(Stored items)
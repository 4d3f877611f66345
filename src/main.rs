//! Tool Sandbox
//!
//! Runs agent tools in isolation. The same binary is the orchestrator CLI and,
//! when started with the worker flag, the worker that serves one tool call.

use anyhow::{Context, Result};
use clap::{Parser, Subcommand};
use serde_json::{json, Value};
use std::time::Duration;
use tool_sandbox::{
    config::{RuntimeKind, Settings},
    logging::{init_tracing, LogFormat},
    services::{
        build_executor, builtin_registry,
        sandbox::{
            is_worker_invocation, serve_stdio, ContainerRuntime, DockerRuntime, SweepScope, ToolParams,
        },
        ContainerExecutor, ExecContext, Executor,
    },
};

/// Tool Sandbox
///
/// Runs agent tools in a subprocess or container sandbox.
#[derive(Parser, Debug)]
#[command(name = "tool-sandbox")]
#[command(author, version, about, long_about = None)]
struct Args {
    /// Log level: trace, debug, info, warn, error (overrides LOG_LEVEL env var)
    #[arg(long, global = true)]
    log_level: Option<String>,

    /// Log format: json or pretty (overrides LOG_FORMAT env var)
    #[arg(long, global = true)]
    log_format: Option<LogFormat>,

    #[command(subcommand)]
    command: Command,
}

#[derive(Subcommand, Debug)]
enum Command {
    /// Run one tool in the sandbox and print its output as JSON
    Run {
        /// Tool name
        tool: String,

        /// Tool parameters as a JSON object
        #[arg(long, default_value = "{}")]
        params: String,

        /// Per-tool timeout in seconds, 0 for none (overrides SANDBOX_TIMEOUT_SECS)
        #[arg(long)]
        timeout: Option<u64>,

        /// Isolation runtime (overrides SANDBOX_RUNTIME)
        #[arg(long)]
        runtime: Option<RuntimeKind>,
    },

    /// Print the runtime the sandbox would use
    Probe {
        /// Isolation runtime to probe (overrides SANDBOX_RUNTIME)
        #[arg(long)]
        runtime: Option<RuntimeKind>,
    },

    /// Remove sandbox containers left behind by earlier runs
    Cleanup {
        /// Only remove exited containers, leaving running and pooled ones
        #[arg(long)]
        stopped: bool,
    },

    /// List the built-in tools
    Tools,
}

#[tokio::main]
async fn main() -> Result<()> {
    // Worker mode never loads settings; it only sees PATH and HOME
    if is_worker_invocation(std::env::args()) {
        let code = serve_stdio(&builtin_registry()).await;
        std::process::exit(code);
    }

    // Parse command line arguments
    let args = Args::parse();

    // Load configuration first (before logging, so we can use log_level)
    let mut settings = Settings::load()?;

    // Override settings with CLI arguments
    if let Some(log_level) = args.log_level {
        settings.log_level = log_level;
    }
    if let Some(log_format) = args.log_format {
        settings.log_format = log_format;
    }

    init_tracing(&settings.log_level, settings.log_format);

    match args.command {
        Command::Run {
            tool,
            params,
            timeout,
            runtime,
        } => {
            if let Some(secs) = timeout {
                settings.isolation.timeout_per_tool = Duration::from_secs(secs);
            }
            if let Some(runtime) = runtime {
                settings.container.runtime = runtime;
            }
            run_tool(&settings, &tool, &params).await
        }
        Command::Probe { runtime } => {
            if let Some(runtime) = runtime {
                settings.container.runtime = runtime;
            }
            probe(&settings).await
        }
        Command::Cleanup { stopped } => {
            let scope = if stopped { SweepScope::Stopped } else { SweepScope::All };
            cleanup(scope).await
        }
        Command::Tools => {
            print_json(&json!({ "tools": builtin_registry().names() }))
        }
    }
}

async fn run_tool(settings: &Settings, tool: &str, params: &str) -> Result<()> {
    let params: ToolParams = serde_json::from_str(params).context("--params must be a JSON object")?;

    let executor = build_executor(settings, builtin_registry().into()).await?;

    let ctx = ExecContext::background();
    let interrupt = ctx.clone();
    tokio::spawn(async move {
        if tokio::signal::ctrl_c().await.is_ok() {
            tracing::warn!("Interrupted, cancelling tool call");
            interrupt.cancel();
        }
    });

    let result = executor.execute(&ctx, tool, params).await;
    executor.shutdown().await;

    match result {
        Ok(output) => print_json(&Value::Object(output)),
        Err(e) if e.is_tool_error() => {
            print_json(&json!({ "error": e.to_string() }))?;
            std::process::exit(1);
        }
        Err(e) => Err(e.into()),
    }
}

async fn probe(settings: &Settings) -> Result<()> {
    if !settings.isolation.enabled {
        return print_json(&json!({ "runtime": "in-process" }));
    }

    let executor =
        ContainerExecutor::new(settings.isolation.clone(), settings.container.clone()).await?;

    let warm = executor.pool().map(|pool| pool.size());
    executor.shutdown().await;

    print_json(&json!({
        "requested": settings.container.runtime,
        "runtime": executor.runtime_name(),
        "warm_containers": warm,
    }))
}

async fn cleanup(scope: SweepScope) -> Result<()> {
    let docker = DockerRuntime::connect()?;
    if !docker.is_available(&ExecContext::background()).await {
        anyhow::bail!("Docker daemon is not reachable");
    }

    tracing::info!(version = %docker.version().await?, "Sweeping sandbox containers");
    let removed = docker.sweep(scope).await?;

    print_json(&json!({ "removed": removed }))
}

fn print_json(value: &Value) -> Result<()> {
    println!("{}", serde_json::to_string_pretty(value)?);
    Ok(())
}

## WORK TO COMPLETE
Each record should be given again exactly as it reads.

## TASK OUTPUT
repository 4d3f877611f66345
filename src/main.rs
//! Tool Sandbox
//!
//! Runs agent tools in isolation. The same binary is the orchestrator CLI and,
//! when started with the worker flag, the worker that serves one tool call.

use anyhow::{Context, Result};
use clap::{Parser, Subcommand};
use serde_json::{json, Value};
use std::time::Duration;
use tool_sandbox::{
    config::{RuntimeKind, Settings},
    logging::{init_tracing, LogFormat},
    services::{
        build_executor, builtin_registry,
        sandbox::{
            is_worker_invocation, serve_stdio, ContainerRuntime, DockerRuntime, SweepScope, ToolParams,
        },
        ContainerExecutor, ExecContext, Executor,
    },
};

/// Tool Sandbox
///
/// Runs agent tools in a subprocess or container sandbox.
#[derive(Parser, Debug)]
#[command(name = "tool-sandbox")]
#[command(author, version, about, long_about = None)]
struct Args {
    /// Log level: trace, debug, info, warn, error (overrides LOG_LEVEL env var)
    #[arg(long, global = true)]
    log_level: Option<String>,

    /// Log format: json or pretty (overrides LOG_FORMAT env var)
    #[arg(long, global = true)]
    log_format: Option<LogFormat>,

    #[command(subcommand)]
    command: Command,
}

#[derive(Subcommand, Debug)]
enum Command {
    /// Run one tool in the sandbox and print its output as JSON
    Run {
        /// Tool name
        tool: String,

        /// Tool parameters as a JSON object
        #[arg(long, default_value = "{}")]
        params: String,

        /// Per-tool timeout in seconds, 0 for none (overrides SANDBOX_TIMEOUT_SECS)
        #[arg(long)]
        timeout: Option<u64>,

        /// Isolation runtime (overrides SANDBOX_RUNTIME)
        #[arg(long)]
        runtime: Option<RuntimeKind>,
    },

    /// Print the runtime the sandbox would use
    Probe {
        /// Isolation runtime to probe (overrides SANDBOX_RUNTIME)
        #[arg(long)]
        runtime: Option<RuntimeKind>,
    },

    /// Remove sandbox containers left behind by earlier runs
    Cleanup {
        /// Only remove exited containers, leaving running and pooled ones
        #[arg(long)]
        stopped: bool,
    },

    /// List the built-in tools
    Tools,
}

#[tokio::main]
async fn main() -> Result<()> {
    // Worker mode never loads settings; it only sees PATH and HOME
    if is_worker_invocation(std::env::args()) {
        let code = serve_stdio(&builtin_registry()).await;
        std::process::exit(code);
    }

    // Parse command line arguments
    let args = Args::parse();

    // Load configuration first (before logging, so we can use log_level)
    let mut settings = Settings::load()?;

    // Override settings with CLI arguments
    if let Some(log_level) = args.log_level {
        settings.log_level = log_level;
    }
    if let Some(log_format) = args.log_format {
        settings.log_format = log_format;
    }

    init_tracing(&settings.log_level, settings.log_format);

    match args.command {
        Command::Run {
            tool,
            params,
            timeout,
            runtime,
        } => {
            if let Some(secs) = timeout {
                settings.isolation.timeout_per_tool = Duration::from_secs(secs);
            }
            if let Some(runtime) = runtime {
                settings.container.runtime = runtime;
            }
            run_tool(&settings, &tool, &params).await
        }
        Command::Probe { runtime } => {
            if let Some(runtime) = runtime {
                settings.container.runtime = runtime;
            }
            probe(&settings).await
        }
        Command::Cleanup { stopped } => {
            let scope = if stopped { SweepScope::Stopped } else { SweepScope::All };
            cleanup(scope).await
        }
        Command::Tools => {
            print_json(&json!({ "tools": builtin_registry().names() }))
        }
    }
}

async fn run_tool(settings: &Settings, tool: &str, params: &str) -> Result<()> {
    let params: ToolParams = serde_json::from_str(params).context("--params must be a JSON object")?;

    let executor = build_executor(settings, builtin_registry().into()).await?;

    let ctx = ExecContext::background();
    let interrupt = ctx.clone();
    tokio::spawn(async move {
        if tokio::signal::ctrl_c().await.is_ok() {
            tracing::warn!("Interrupted, cancelling tool call");
            interrupt.cancel();
        }
    });

    let result = executor.execute(&ctx, tool, params).await;
    executor.shutdown().await;

    match result {
        Ok(output) => print_json(&Value::Object(output)),
        Err(e) if e.is_tool_error() => {
            print_json(&json!({ "error": e.to_string() }))?;
            std::process::exit(1);
        }
        Err(e) => Err(e.into()),
    }
}

async fn probe(settings: &Settings) -> Result<()> {
    if !settings.isolation.enabled {
        return print_json(&json!({ "runtime": "in-process" }));
    }

    let executor =
        ContainerExecutor::new(settings.isolation.clone(), settings.container.clone()).await?;

    let warm = executor.pool().map(|pool| pool.size());
    executor.shutdown().await;

    print_json(&json!({
        "requested": settings.container.runtime,
        "runtime": executor.runtime_name(),
        "warm_containers": warm,
    }))
}

async fn cleanup(scope: SweepScope) -> Result<()> {
    let docker = DockerRuntime::connect()?;
    if !docker.is_available(&ExecContext::background()).await {
        anyhow::bail!("Docker daemon is not reachable");
    }

    tracing::info!(version = %docker.version().await?, "Sweeping sandbox containers");
    let removed = docker.sweep(scope).await?;

    print_json(&json!({ "removed": removed }))
}

fn print_json(value: &Value) -> Result<()> {
    println!("{}", serde_json::to_string_pretty(value)?);
    Ok(())
}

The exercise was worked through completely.